* [EXERCISE GOAL]
Could you set down exactly the lines in the records below between the line holding "no file exists." and the line holding "pub fn save_config(path: &Path, config: &ServerConfig)", inclusive?

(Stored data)
· · · · · · ·
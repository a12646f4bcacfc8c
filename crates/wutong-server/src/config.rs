use std::env;
use std::path::{Path, PathBuf};

use serde::{Deserialize, Serialize};

use wutong_dosing::PolicyConfig;
use wutong_export::styles::DocumentStyles;

/// Current config version. Bump this when adding fields or changing shape.
/// Each bump requires a corresponding entry in [`migrate`].
const CURRENT_VERSION: u32 = 1;

/// Environment variable naming an explicit config file.
pub const CONFIG_PATH_ENV: &str = "WUTONG_CONFIG";

#[derive(Debug, Clone, Serialize, Deserialize)]
pub struct ServerConfig {
    /// Schema version. Missing or 0 = pre-versioned config.
    #[serde(default)]
    pub config_version: u32,
    #[serde(default = "default_bind_addr")]
    pub bind_addr: String,
    /// Emit logs as JSON lines instead of human-readable text.
    #[serde(default)]
    pub log_json: bool,
    /// Rescue and halving rules. Added in v1.
    pub policy: PolicyConfig,
    #[serde(default)]
    pub export_styles: DocumentStyles,
}

impl Default for ServerConfig {
    fn default() -> Self {
        Self {
            config_version: CURRENT_VERSION,
            bind_addr: default_bind_addr(),
            log_json: false,
            policy: PolicyConfig::default(),
            export_styles: DocumentStyles::default(),
        }
    }
}

fn default_bind_addr() -> String {
    "127.0.0.1:8080".to_string()
}

/// `$WUTONG_CONFIG` if set, else `<config dir>/wutong/config.json`.
pub fn config_path() -> eyre::Result<PathBuf> {
    if let Ok(path) = env::var(CONFIG_PATH_ENV) {
        return Ok(PathBuf::from(path));
    }
    let base = dirs::config_dir().ok_or_else(|| eyre::eyre!("no config directory found"))?;
    Ok(base.join("wutong").join("config.json"))
}

/// Load the config, falling back to defaults when no file exists.
pub fn load_config() -> eyre::Result<ServerConfig> {
    let path = config_path()?;
    if !path.exists() {
        return Ok(ServerConfig::default());
    }
    load_config_from(&path)
}

pub fn load_config_from(path: &Path) -> eyre::Result<ServerConfig> {
    let contents = std::fs::read_to_string(path)
        .map_err(|e| eyre::eyre!("failed to read config at {}: {e}", path.display()))?;

    // Parse as raw JSON so we can run migrations before deserializing.
    let json: serde_json::Value = serde_json::from_str(&contents)?;
    let on_disk_version = json
        .get("config_version")
        .and_then(|v| v.as_u64())
        .unwrap_or(0) as u32;

    let migrated = migrate(json, on_disk_version)?;
    let config: ServerConfig = serde_json::from_value(migrated)?;
    Ok(config)
}

/// Run sequential migrations from `from_version` up to [`CURRENT_VERSION`].
fn migrate(mut json: serde_json::Value, from_version: u32) -> eyre::Result<serde_json::Value> {
    if from_version > CURRENT_VERSION {
        return Err(eyre::eyre!(
            "config_version {from_version} is newer than this build supports ({CURRENT_VERSION})"
        ));
    }

    // v0 → v1: policy becomes an explicit section, defaulting to the
    // explicit rescue sum and no-pain-recorded halving.
    if from_version < 1 {
        let obj = json
            .as_object_mut()
            .ok_or_else(|| eyre::eyre!("config is not a JSON object"))?;
        obj.entry("policy")
            .or_insert(serde_json::to_value(PolicyConfig::default())?);
        obj.insert(
            "config_version".to_string(),
            serde_json::Value::Number(1.into()),
        );
        tracing::info!("migrated config v0 → v1 (added policy)");
    }

    Ok(json)
}

pub fn save_config(path: &Path, config: &ServerConfig) -> eyre::Result<()> {
    if let Some(dir) = path.parent() {
        std::fs::create_dir_all(dir)?;
    }

    // Always write the current version, regardless of what was loaded.
    let mut stamped = config.clone();
    stamped.config_version = CURRENT_VERSION;
    let json = serde_json::to_string_pretty(&stamped)?;

    // Write to a temp file then rename for atomicity
    let tmp_path = path.with_extension("json.tmp");
    std::fs::write(&tmp_path, json.as_bytes())?;

    #[cfg(unix)]
    {
        use std::os::unix::fs::PermissionsExt;
        std::fs::set_permissions(&tmp_path, std::fs::Permissions::from_mode(0o600))?;
    }

    std::fs::rename(&tmp_path, path)?;

    tracing::info!(path = %path.display(), "config saved");
    Ok(())
}
use serde::{Deserialize, Serialize};

/// Document styling for DOCX exports.
#[derive(Debug, Clone, Serialize, Deserialize)]
#[serde(default)]
pub struct DocumentStyles {
    /// Title shown above the table.
    pub title: String,

    /// Font for table text (e.g. "Calibri").
    pub body_font: String,

    /// Font for the title.
    pub heading_font: String,

    /// Table text size in points.
    pub body_size: usize,

    /// Title size in points.
    pub heading_size: usize,
}

impl Default for DocumentStyles {
    fn default() -> Self {
        Self {
            title: "Pain and dose record".to_string(),
            body_font: "Calibri".to_string(),
            heading_font: "Arial".to_string(),
            body_size: 11,
            heading_size: 16,
        }
    }
}
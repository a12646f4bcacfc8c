use serde::{Deserialize, Serialize};
use ts_rs::TS;

use wutong_core::models::record::HourlyRecord;
use wutong_core::models::resolution::Resolution;
use wutong_core::slot::HalfDay;

/// Where a day's effective maintenance base came from.
#[derive(Debug, Clone, Copy, PartialEq, Eq, Serialize, Deserialize, TS)]
#[serde(rename_all = "snake_case")]
#[ts(export)]
pub enum BaseSource {
    /// Entered by the caregiver for this date.
    Manual,
    /// Carried over from the previous day's recommendation.
    Inherited,
    /// Neither; the resolver sees 0.
    Unset,
}

/// The maintenance bases in force for a day.
#[derive(Debug, Clone, Copy, PartialEq, Serialize, Deserialize, TS)]
#[ts(export)]
pub struct Bases {
    pub am: f64,
    pub pm: f64,
    pub am_source: BaseSource,
    pub pm_source: BaseSource,
}

impl Bases {
    pub fn unset() -> Self {
        Self {
            am: 0.0,
            pm: 0.0,
            am_source: BaseSource::Unset,
            pm_source: BaseSource::Unset,
        }
    }

    pub fn get(&self, half: HalfDay) -> (f64, BaseSource) {
        match half {
            HalfDay::Day => (self.am, self.am_source),
            HalfDay::Night => (self.pm, self.pm_source),
        }
    }

    pub(crate) fn set(&mut self, half: HalfDay, dose: f64, source: BaseSource) {
        match half {
            HalfDay::Day => {
                self.am = dose;
                self.am_source = source;
            }
            HalfDay::Night => {
                self.pm = dose;
                self.pm_source = source;
            }
        }
    }
}

/// A day as the caregiver sees it: its records, the bases in force and
/// the recommendation for the following day.
#[derive(Debug, Clone, PartialEq, Serialize, Deserialize, TS)]
#[ts(export)]
pub struct DayView {
    pub date: jiff::civil::Date,
    pub records: Vec<HourlyRecord>,
    pub bases: Bases,
    pub resolution: Resolution,
}
pub mod days;
pub mod export;
pub mod health;
pub mod policy;
pub mod resolve;
pub mod sessions;
//! Core domain types for five-in-a-row.

use serde::{Deserialize, Serialize};

/// Stone colour of a seated player.
#[derive(
    Debug,
    Clone,
    Copy,
    PartialEq,
    Eq,
    Hash,
    Serialize,
    Deserialize,
    derive_more::Display,
    strum::EnumIter,
)]
#[serde(rename_all = "lowercase")]
pub enum Stone {
    /// Black (always moves first).
    #[display("Black")]
    Black,
    /// White.
    #[display("White")]
    White,
}

impl Stone {
    /// Returns the opposing stone.
    pub fn opponent(self) -> Self {
        match self {
            Stone::Black => Stone::White,
            Stone::White => Stone::Black,
        }
    }
}

/// Contents of a single board cell.
#[derive(Debug, Clone, Copy, PartialEq, Eq, Hash, Default, Serialize, Deserialize)]
#[serde(rename_all = "lowercase")]
pub enum Piece {
    /// Unoccupied.
    #[default]
    Empty,
    /// Occupied by black.
    Black,
    /// Occupied by white.
    White,
}

impl Piece {
    /// Returns the stone occupying the cell, if any.
    pub fn stone(self) -> Option<Stone> {
        match self {
            Piece::Empty => None,
            Piece::Black => Some(Stone::Black),
            Piece::White => Some(Stone::White),
        }
    }

    /// True for `Piece::Empty`.
    pub fn is_empty(self) -> bool {
        self == Piece::Empty
    }
}

impl From<Stone> for Piece {
    fn from(stone: Stone) -> Self {
        match stone {
            Stone::Black => Piece::Black,
            Stone::White => Piece::White,
        }
    }
}

/// A (row, col) coordinate.
///
/// Coordinates are signed so that positions read off the wire, or produced
/// by stepping past an edge, stay representable. Validity is always relative
/// to a board size; see [`Position::in_bounds`].
#[derive(
    Debug,
    Clone,
    Copy,
    PartialEq,
    Eq,
    Hash,
    PartialOrd,
    Ord,
    Serialize,
    Deserialize,
    derive_more::Display,
    derive_new::new,
)]
#[display("({row}, {col})")]
pub struct Position {
    /// Zero-based row.
    pub row: i32,
    /// Zero-based column.
    pub col: i32,
}

impl Position {
    /// Returns the position `steps` cells away along `(d_row, d_col)`.
    pub fn offset(self, d_row: i32, d_col: i32, steps: i32) -> Self {
        Self {
            row: self.row.saturating_add(d_row.saturating_mul(steps)),
            col: self.col.saturating_add(d_col.saturating_mul(steps)),
        }
    }

    /// True when the position lies on a `size`×`size` board.
    pub fn in_bounds(self, size: usize) -> bool {
        let size = size as i64;
        (0..size).contains(&(self.row as i64)) && (0..size).contains(&(self.col as i64))
    }

    /// Row-major cell index, or `None` if off the board.
    pub fn to_index(self, size: usize) -> Option<usize> {
        if self.in_bounds(size) {
            Some(self.row as usize * size + self.col as usize)
        } else {
            None
        }
    }

    /// Inverse of [`Position::to_index`].
    pub fn from_index(index: usize, size: usize) -> Self {
        Self {
            row: (index / size) as i32,
            col: (index % size) as i32,
        }
    }
}

/// A ply: one stone placed at one position.
#[derive(Debug, Clone, Copy, PartialEq, Eq, Hash, Serialize, Deserialize, derive_new::new)]
pub struct Move {
    /// The stone placed.
    pub stone: Stone,
    /// Where it was placed.
    pub position: Position,
}

impl std::fmt::Display for Move {
    fn fmt(&self, f: &mut std::fmt::Formatter<'_>) -> std::fmt::Result {
        write!(f, "{} -> {}", self.stone, self.position)
    }
}

#[cfg(test)]
mod tests {
    use super::*;

    #[test]
    fn test_opponent_alternates() {
        assert_eq!(Stone::Black.opponent(), Stone::White);
        assert_eq!(Stone::White.opponent(), Stone::Black);
    }

    #[test]
    fn test_bounds_at_edges() {
        assert!(Position::new(0, 0).in_bounds(15));
        assert!(Position::new(14, 14).in_bounds(15));
        assert!(!Position::new(15, 0).in_bounds(15));
        assert!(!Position::new(0, -1).in_bounds(15));
        assert!(!Position::new(i32::MIN, 3).in_bounds(15));
    }

    #[test]
    fn test_index_mapping() {
        let pos = Position::new(2, 3);
        assert_eq!(pos.to_index(15), Some(33));
        assert_eq!(Position::from_index(33, 15), pos);
        assert_eq!(Position::new(-1, 0).to_index(15), None);
    }

    #[test]
    fn test_piece_serializes_lowercase() {
        let json = serde_json::to_string(&Piece::Black).unwrap();
        assert_eq!(json, "\"black\"");
        assert_eq!(Piece::from(Stone::White).stone(), Some(Stone::White));
    }
}
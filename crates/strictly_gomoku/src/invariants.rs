//! First-class invariants for a match.
//!
//! Invariants are logical properties that hold after every accepted
//! transition. The match state checks them after an undo, and the session
//! checks them after every command before publishing the result.

use crate::state::MatchState;
use crate::types::{Piece, Stone};

/// A logical property that must hold for a given state.
pub trait Invariant<S> {
    /// Checks if the invariant holds for the given state.
    fn holds(state: &S) -> bool;

    /// Human-readable description of the invariant.
    fn description() -> &'static str;
}

/// Violation of an invariant.
#[derive(Debug, Clone, PartialEq, Eq)]
pub struct InvariantViolation {
    /// Description of the violated invariant.
    pub description: String,
}

impl InvariantViolation {
    /// Creates a new invariant violation.
    pub fn new(description: impl Into<String>) -> Self {
        Self {
            description: description.into(),
        }
    }
}

/// A set of invariants that can be checked together.
pub trait InvariantSet<S> {
    /// Checks all invariants in the set, collecting every violation.
    fn check_all(state: &S) -> Result<(), Vec<InvariantViolation>>;
}

impl<S, I1, I2, I3, I4> InvariantSet<S> for (I1, I2, I3, I4)
where
    I1: Invariant<S>,
    I2: Invariant<S>,
    I3: Invariant<S>,
    I4: Invariant<S>,
{
    fn check_all(state: &S) -> Result<(), Vec<InvariantViolation>> {
        let checks = [
            (I1::holds(state), I1::description()),
            (I2::holds(state), I2::description()),
            (I3::holds(state), I3::description()),
            (I4::holds(state), I4::description()),
        ];
        let violations: Vec<_> = checks
            .iter()
            .filter(|(ok, _)| !ok)
            .map(|(_, description)| InvariantViolation::new(*description))
            .collect();

        if violations.is_empty() {
            Ok(())
        } else {
            Err(violations)
        }
    }
}

/// Black has as many stones as White, or exactly one more.
pub struct BalancedStones;

impl Invariant<MatchState> for BalancedStones {
    fn holds(state: &MatchState) -> bool {
        let black = state.board().stones(Stone::Black);
        let white = state.board().stones(Stone::White);
        black == white || black == white + 1
    }

    fn description() -> &'static str {
        "Black stones equal White stones or exceed them by one"
    }
}

/// The move counter equals the number of occupied cells.
pub struct MoveCountMatchesBoard;

impl Invariant<MatchState> for MoveCountMatchesBoard {
    fn holds(state: &MatchState) -> bool {
        state.move_count() == state.board().occupied()
            && state.move_count() == state.history().len()
    }

    fn description() -> &'static str {
        "Move count equals the occupied cell count"
    }
}

/// Players alternate, Black first, and the side to move follows parity.
pub struct AlternatingTurn;

impl Invariant<MatchState> for AlternatingTurn {
    fn holds(state: &MatchState) -> bool {
        let history = state.history();
        let alternates = history
            .iter()
            .enumerate()
            .all(|(i, m)| m.stone == if i % 2 == 0 { Stone::Black } else { Stone::White });
        if !alternates {
            return false;
        }

        match history.last() {
            Some(last) if state.phase().is_terminal() => state.current_player() == last.stone,
            _ => {
                let expected = if state.move_count() % 2 == 0 {
                    Stone::Black
                } else {
                    Stone::White
                };
                state.current_player() == expected
            }
        }
    }

    fn description() -> &'static str {
        "Players alternate turns (Black, White, Black, ...)"
    }
}

/// Every recorded move is on the board, and the last one is `last_move`.
pub struct HistoryConsistent;

impl Invariant<MatchState> for HistoryConsistent {
    fn holds(state: &MatchState) -> bool {
        let on_board = state
            .history()
            .iter()
            .all(|m| state.board().get(m.position) == Piece::from(m.stone));
        on_board && state.last_move() == state.history().last().map(|m| m.position)
    }

    fn description() -> &'static str {
        "Move history matches the board"
    }
}

/// Every invariant a match maintains.
pub type MatchInvariants = (
    BalancedStones,
    MoveCountMatchesBoard,
    AlternatingTurn,
    HistoryConsistent,
);

#[cfg(test)]
mod tests {
    use super::*;
    use crate::board::Rules;
    use crate::types::Position;
    use chrono::Utc;

    fn started() -> MatchState {
        let mut state = MatchState::seated(Rules::default(), Some("a".into()), Some("b".into()));
        state.start(Utc::now()).unwrap();
        state
    }

    #[test]
    fn test_fresh_state_holds() {
        assert!(MatchInvariants::check_all(&MatchState::new(Rules::default())).is_ok());
    }

    #[test]
    fn test_sequence_holds() {
        let mut state = started();
        for (i, col) in [0, 0, 1, 1, 2, 2].iter().enumerate() {
            let stone = if i % 2 == 0 { Stone::Black } else { Stone::White };
            let row = if i % 2 == 0 { 0 } else { 5 };
            state.place(stone, Position::new(row, *col)).unwrap();
            assert!(MatchInvariants::check_all(&state).is_ok());
        }
    }

    #[test]
    fn test_terminal_state_holds() {
        let mut state = started();
        for col in 0..4 {
            state.place(Stone::Black, Position::new(0, col)).unwrap();
            state.place(Stone::White, Position::new(1, col)).unwrap();
        }
        state.place(Stone::Black, Position::new(0, 4)).unwrap();
        assert!(state.phase().is_terminal());
        assert!(MatchInvariants::check_all(&state).is_ok());
    }
}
· · · · · · ·
* [SOLUTION TO THE EXERCISE]
/// Load the config, falling back to defaults when no file exists.
pub fn load_config() -> eyre::Result<ServerConfig> {
    let path = config_path()?;
    if !path.exists() {
        return Ok(ServerConfig::default());
    }
    load_config_from(&path)
}

pub fn load_config_from(path: &Path) -> eyre::Result<ServerConfig> {
    let contents = std::fs::read_to_string(path)
        .map_err(|e| eyre::eyre!("failed to read config at {}: {e}", path.display()))?;

    // Parse as raw JSON so we can run migrations before deserializing.
    let json: serde_json::Value = serde_json::from_str(&contents)?;
    let on_disk_version = json
        .get("config_version")
        .and_then(|v| v.as_u64())
        .unwrap_or(0) as u32;

    let migrated = migrate(json, on_disk_version)?;
    let config: ServerConfig = serde_json::from_value(migrated)?;
    Ok(config)
}

/// Run sequential migrations from `from_version` up to [`CURRENT_VERSION`].
fn migrate(mut json: serde_json::Value, from_version: u32) -> eyre::Result<serde_json::Value> {
    if from_version > CURRENT_VERSION {
        return Err(eyre::eyre!(
            "config_version {from_version} is newer than this build supports ({CURRENT_VERSION})"
        ));
    }

    // v0 → v1: policy becomes an explicit section, defaulting to the
    // explicit rescue sum and no-pain-recorded halving.
    if from_version < 1 {
        let obj = json
            .as_object_mut()
            .ok_or_else(|| eyre::eyre!("config is not a JSON object"))?;
        obj.entry("policy")
            .or_insert(serde_json::to_value(PolicyConfig::default())?);
        obj.insert(
            "config_version".to_string(),
            serde_json::Value::Number(1.into()),
        );
        tracing::info!("migrated config v0 → v1 (added policy)");
    }

    Ok(json)
}

pub fn save_config(path: &Path, config: &ServerConfig) -> eyre::Result<()> {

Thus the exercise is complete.